On the Issues

The Financial Crisis

The first step in creating jobs and continuing economic growth is to get a clear picture of our recent economic history, so that we will not repeat the mistakes that lead to the financial crisis. The financial crisis of 2008 cost our economy 8 million jobs and cost American families more than $16 trillion dollars of net worth. Bill Foster served on the Financial Services Committee during the emergency intervention that was required to avoid another Great Depression, and understands that it will take time to repair the damage caused by a decade of economic mismanagement. This means restoring fiscal discipline to our government, re-balancing our economy, improving the health of U.S. manufacturing, rebuilding the middle class and reforming Wall Street to prevent a crisis like this from ever happening again.

The 2008 Economic Collapse and the Emergency Intervention

Families in the United States faced their worst economic conditions in generations as a result of the 2008 crisis. In a period of 18 months, household net worth – the total of everything a family owns: its house, retirement funds, bank accounts, and any small businesses it owns – dropped by more than $16 trillion dollars. This is more than $50,000 for every man, woman, and child in the United States.

As a businessman, Bill Foster supported three crucial steps for economic recovery:

1) An emergency intervention to prevent our economy from spiraling into another Great Depression. This intervention included cutting taxes to their lowest point in 60 years and making targeted investments in our economy. As a result, a depression has been avoided, retirement funds are recovering, business profits and household net worth have surpassed pre-crisis levels, and jobs are being created at the highest rate since the Clinton years. Unfortunately nearly ten years of bad economic leadership and misplaced priorities created this recession, and it will take us years to get out of it.

2) Restoring balance to our economy by reversing the economic mismanagement of the last decade.

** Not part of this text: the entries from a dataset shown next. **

use async_trait::async_trait;
use hdts_db::models::activity::ActivityLogEntryModel;

use crate::domain::csat::CsatSubmission;
use crate::error::ApiResult;

/// Accepts customer satisfaction ratings for resolved tickets.
///
/// Forwarding the rating to the backend feedback service is network
/// plumbing and happens elsewhere; this service validates the submission
/// and records the `csat_submitted` activity.
#[async_trait]
pub trait CsatService: Send + Sync {
    /// Validate and record a rating, returning the logged activity entry
    ///
    /// # Returns
    /// * `Err(ApiError::ValidationError)` - Rating outside 1..=5, missing
    ///   ticket number or overlong comment
    async fn submit_rating(&self, submission: CsatSubmission) -> ApiResult<ActivityLogEntryModel>;
}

This includes returning to fiscally responsible practices with government finances, reforming broken trade policies, improving the business climate, and reviving the health of U.S. manufacturing. As a businessman who started a company that now provides hundreds of good manufacturing jobs here in the Midwest, Bill Foster knows what it takes for businesses to grow.

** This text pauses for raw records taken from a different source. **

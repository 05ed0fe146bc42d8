pub mod common_enums;
pub mod ticket;

// Re-exports
pub use common_enums::*;
pub use ticket::*;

3) Reforming Wall Street to make sure we never again face a preventable crisis like economic disaster of 2008. As a member of the Financial Services Committee, Bill played a strong role in crafting legislation that will prevent the irresponsible practices that led to this crisis while ensuring a stable and efficient Financial Services industry for decades to come.

The Emergency Intervention: In response, Democrats put in place a targeted intervention to stimulate our economy: Tax cuts for small businesses and individuals, making funds available to banks, unfreezing lines of credit, providing incentives for consumers to buy homes, a fiscal stimulus to temporarily replace the drop in private-sector demand and to begin rebuilding our infrastructure, and extending benefits for the unemployed. Republicans uniformly opposed these policies, predicting runaway inflation and economic collapse.

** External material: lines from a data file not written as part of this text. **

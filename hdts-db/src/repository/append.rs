use async_trait::async_trait;

use crate::models::identifiable::Identifiable;
use crate::repository::backend::StorageBackend;

/// Generic repository trait for appending one record to a collection
///
/// The repository assigns the new record's id as `max(existing ids) + 1`
/// (`1` for an empty collection) and rewrites the whole persisted document.
/// Ids are never reused even after records age out, since the maximum only
/// grows. Concurrent appenders are last-write-wins.
///
/// # Type Parameters
/// * `B` - The storage adapter the repository runs against
/// * `T` - The record type, which must implement Identifiable
#[async_trait]
pub trait Append<B: StorageBackend, T: Identifiable>: Send + Sync {
    /// The caller-supplied payload, without id or assigned timestamps
    type NewRecord: Send;

    /// Append one record and return it as persisted
    ///
    /// # Arguments
    /// * `new_record` - The payload to persist
    ///
    /// # Returns
    /// * `Ok(T)` - The created record, with its assigned id
    /// * `Err` - The collection could not be read, parsed or rewritten
    async fn append(
        &self,
        new_record: Self::NewRecord,
    ) -> Result<T, Box<dyn std::error::Error + Send + Sync>>;
}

The Economic Recovery: These Democratic policies triggered a V-shaped recovery which has now exceeded pre-crisis levels. Household net worth has rebounded by more than $18 trillion dollars, job creation is back at levels not seen since the Clinton years, and the deficit has dropped by two-thirds.  Under Trump, the rate of job creation has not increased but the deficit has soared due to Trump’s tax cuts for the wealthy.

The recovery has been interrupted only twice: by the Eurozone crisis of 2010 which was caused by the failure of Europeans to restore Dodd-Frank style soundness to their banking systems, and by the Tea Party Default Crisis of 2011 (the ratings downgrade caused by newly-elected Republicans threatening to default on U.S. debt) which cost the Stock market over $1 trillion dollars and cost the average American over $10,000.

The Remaining Work: Although, on average, household net worth now exceeds pre-crisis levels, our economic recovery has not been widely shared. Over 90% of the benefits of our economic recovery have gone to the wealthiest few percent. This has been aggravated by the regressive nature of Trump’s tax cuts.  Republicans continue to block Democratic efforts to ensure the recovery is widely shared by raising the minimum wage, reforming our tax code so that billionaires no longer pay taxes at a lower rate than hard-working Americans, investing in education and restoring the bargaining power of workers.

WORSE THAN THE GREAT DEPRESSION

The hit that our economy took during the financial crisis was actually worse than in the Great Depression, and the recovery was been much faster. At the start of the Great Depression, real per-capita household net worth dropped by 12% over a period of three years from 1929-1932. In contrast, household net worth dropped by more than 23% in a period of 18 months ending in March 2009.

In retrospect, it is remarkable that our economy did not fall into a full-blown recession following the 2007 collapse. Although the downturn was two times worse than the Great Depression, the recovery has actually been more rapid.